* **Problem statement**
Report how many lines in the data below hold "domain", with no other words.

** Opening Task material block **

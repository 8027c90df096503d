//! Constants for JID parsing and escaping.

/// Separator between the local part and the domain.
pub const LOCAL_SEPARATOR: char = '@';

/// Separator between the bare address and the resource.
pub const RESOURCE_SEPARATOR: char = '/';

/// Separator between domain labels.
pub const LABEL_SEPARATOR: char = '.';

/// Every character that separates labels in an internationalized domain.
///
/// Full stop, ideographic full stop, fullwidth full stop and halfwidth
/// ideographic full stop.
pub const LABEL_SEPARATORS: [char; 4] = ['.', '\u{3002}', '\u{FF0E}', '\u{FF61}'];

/// Marker that introduces an escape sequence in a local part.
pub const ESCAPE_MARKER: char = '\\';

/// Escape sequence for the escape marker itself.
pub const ESCAPED_BACKSLASH: &str = "\\5c";

/// Raw characters encoded by escaping, paired with their escape sequence.
///
/// The order is the order in which sequences are applied. The backslash is
/// not in this table: a raw backslash is never encoded, only sequences that
/// already look like escapes are protected (see [`ESCAPED_BACKSLASH`]).
pub const ESCAPES: [(char, &str); 9] = [
    (' ', "\\20"),
    ('"', "\\22"),
    ('&', "\\26"),
    ('\'', "\\27"),
    ('/', "\\2f"),
    (':', "\\3a"),
    ('<', "\\3c"),
    ('>', "\\3e"),
    ('@', "\\40"),
];

/// ASCII-compatible encoding prefix of a punycode label.
pub const ACE_PREFIX: &str = "xn--";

** Closing Task material block **

* **Answer box**
3